Monday, 7 July 2025

"New Zealand has become trapped in a malaise of wanting to be seen to do good at the expense of achieving anything."

"[T]he Environmental, Societal and Governance mantra ... has proven to be a drag on commerce since it emerged two decades ago. ...

"Social responsibility, the forerunner of ESG, was a popular way for executives to appear virtuous while spending their shareholder’s money ... [Milton] Friedman ... claim[ed] that there is only one social responsibility of business: 'to use its resources and engage in activities designed to increase its profits so long as it stays within the rules of the game, which is to say, engages in open and free competition without deception or fraud.'

"The Chicago University economist was campaigning against business leaders voluntarily engaging in acts of moral worthiness with other people’s resources, but today we face a more pernicious evil; state-mandated virtue. ...

"Section 7A of the Financial Markets Conduct Act 2013 ... obligates certain large firms, from AA Insurance to Z Energy to prepare climate statements and report on their greenhouse gas emissions.

"It is an absurdly onerous regime that achieves nothing. ...'[C]limate change reporting,' harrumphed [Warehouse chair Joan Withers] to the NBR, 'is taking up more director’s time than financial statements' ... [with] not one carbon molecule less ... emitted as a result of the thousands of pages these reports produce. ..
a symptom of a wider malaise. ...

"New Zealand has become trapped in a malaise of wanting to be seen to do good at the expense of achieving anything."

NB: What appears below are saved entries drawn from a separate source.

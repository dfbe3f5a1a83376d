use chrono::{DateTime, Duration, NaiveDate, NaiveTime};
use reqwest::{Client, StatusCode};
use serde::Deserialize;
use tracing::debug;
use url::Url;

use super::{ApiRateLimiter, FetchError, QuoteProvider};
use crate::models::{Config, DailyBar, DailySeries};

const USER_AGENT: &str =
    "Mozilla/5.0 (X11; Linux x86_64) AppleWebKit/537.36 (KHTML, like Gecko) Chrome/124.0 Safari/537.36";

/// Yahoo Finance chart response
#[derive(Debug, Deserialize)]
struct ChartResponse {
    chart: ChartEnvelope,
}

#[derive(Debug, Deserialize)]
struct ChartEnvelope {
    result: Option<Vec<ChartResult>>,
    error: Option<ChartError>,
}

#[derive(Debug, Deserialize)]
struct ChartError {
    code: String,
    description: Option<String>,
}

#[derive(Debug, Deserialize)]
struct ChartResult {
    meta: ChartMeta,
    #[serde(default)]
    timestamp: Vec<i64>,
    indicators: ChartIndicators,
}

#[derive(Debug, Deserialize)]
#[serde(rename_all = "camelCase")]
struct ChartMeta {
    /// Exchange offset from UTC in seconds
    #[serde(default)]
    gmtoffset: i64,
    long_name: Option<String>,
    short_name: Option<String>,
    chart_previous_close: Option<f64>,
}

#[derive(Debug, Deserialize)]
struct ChartIndicators {
    #[serde(default)]
    quote: Vec<ChartQuote>,
}

#[derive(Debug, Default, Deserialize)]
struct ChartQuote {
    #[serde(default)]
    open: Vec<Option<f64>>,
    #[serde(default)]
    high: Vec<Option<f64>>,
    #[serde(default)]
    low: Vec<Option<f64>>,
    #[serde(default)]
    close: Vec<Option<f64>>,
    #[serde(default)]
    volume: Vec<Option<f64>>,
}

/// Yahoo Finance daily chart client
pub struct YahooClient {
    client: Client,
    base_url: Url,
    rate_limiter: ApiRateLimiter,
}

impl YahooClient {
    /// Create a new client from the run configuration
    pub fn new(config: &Config) -> Result<Self, FetchError> {
        let client = Client::builder()
            .timeout(std::time::Duration::from_secs(30))
            .user_agent(USER_AGENT)
            .build()?;

        Ok(Self {
            client,
            base_url: Url::parse(&config.quotes_api_base)?,
            rate_limiter: ApiRateLimiter::new(config.rate_limit_per_minute),
        })
    }

    fn chart_url(&self, symbol: &str, from_date: NaiveDate, to_date: NaiveDate) -> Result<Url, FetchError> {
        let mut url = self.base_url.clone();
        url.path_segments_mut()
            .map_err(|_| FetchError::Url(url::ParseError::RelativeUrlWithCannotBeABaseBase))?
            .pop_if_empty()
            .extend(["v8", "finance", "chart", symbol]);

        // period2 is exclusive; extend to the end of `to_date`
        let period1 = from_date.and_time(NaiveTime::MIN).and_utc().timestamp();
        let period2 = (to_date + Duration::days(1)).and_time(NaiveTime::MIN).and_utc().timestamp();
        url.query_pairs_mut()
            .append_pair("period1", &period1.to_string())
            .append_pair("period2", &period2.to_string())
            .append_pair("interval", "1d")
            .append_pair("events", "history");
        Ok(url)
    }
}

#[async_trait::async_trait]
impl QuoteProvider for YahooClient {
    async fn daily_bars(
        &self,
        symbol: &str,
        from_date: NaiveDate,
        to_date: NaiveDate,
    ) -> Result<DailySeries, FetchError> {
        let url = self.chart_url(symbol, from_date, to_date)?;

        self.rate_limiter.wait().await;
        debug!("Making request to: {}", url);

        let response = self
            .client
            .get(url)
            .header("Accept", "application/json")
            .send()
            .await?;

        let status = response.status();
        let body = response.text().await?;

        if status == StatusCode::NOT_FOUND {
            return Err(FetchError::UnknownSymbol(symbol.to_string()));
        }
        if !status.is_success() {
            return Err(FetchError::Status {
                status: status.as_u16(),
                body,
            });
        }

        let chart: ChartResponse =
            serde_json::from_str(&body).map_err(|e| FetchError::Decode(e.to_string()))?;
        let series = parse_chart(symbol, chart)?;

        debug!(
            "Retrieved {} daily bars for {} from {} to {}",
            series.bars.len(),
            symbol,
            from_date,
            to_date
        );
        Ok(series)
    }
}

fn parse_chart(symbol: &str, chart: ChartResponse) -> Result<DailySeries, FetchError> {
    if let Some(error) = chart.chart.error {
        if error.code.eq_ignore_ascii_case("not found") {
            return Err(FetchError::UnknownSymbol(symbol.to_string()));
        }
        return Err(FetchError::Provider {
            code: error.code,
            description: error.description.unwrap_or_default(),
        });
    }

    let result = chart
        .chart
        .result
        .and_then(|results| results.into_iter().next())
        .ok_or_else(|| FetchError::UnknownSymbol(symbol.to_string()))?;

    let quote = result.indicators.quote.into_iter().next().unwrap_or_default();
    let offset = result.meta.gmtoffset;

    let mut bars = Vec::with_capacity(result.timestamp.len());
    for (i, ts) in result.timestamp.iter().enumerate() {
        let date = DateTime::from_timestamp(ts + offset, 0)
            .ok_or_else(|| FetchError::Decode(format!("timestamp out of range: {}", ts)))?
            .date_naive();
        bars.push(DailyBar {
            date,
            open: quote.open.get(i).copied().flatten(),
            high: quote.high.get(i).copied().flatten(),
            low: quote.low.get(i).copied().flatten(),
            close: quote.close.get(i).copied().flatten(),
            volume: quote
                .volume
                .get(i)
                .copied()
                .flatten()
                .filter(|v| v.is_finite() && *v >= 0.0)
                .map(|v| v as u64),
        });
    }

    let name = result
        .meta
        .long_name
        .or(result.meta.short_name)
        .unwrap_or_default()
        .trim()
        .to_string();

    Ok(DailySeries {
        name,
        previous_close: result.meta.chart_previous_close,
        bars,
    })
}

~ Damien grant from his column 'Why climate change reporting is achieving nothing'

2 comments:

Anonymous said...

Performative excellence ahead of achievement excellence as public policy has long been popular in NZ. David Lange’s nuclear-free moment is a historical example which contributed nothing to nuclear disarmament and the end of the Cold War, yet continues to detrimentally distort both foreign policy and energy policy.

Libertyscott said...

This is especially a malaise for a country which slips further behind in GDP per capita amongst OECD nations. There is a bizarre tendency among some NZers, especially politicians and academics, to think the world should "pay attention" to the lower income developed country far away from the rest of the world, as some sort of moral example, when most of the world simply says "you don't know how lucky you are, we don't care what you think or do". Australia pays NZ hardly any attention at all on anything, it's extremely arrogant to expect anyone else beyond the small poor Pacific neighbours to care much either.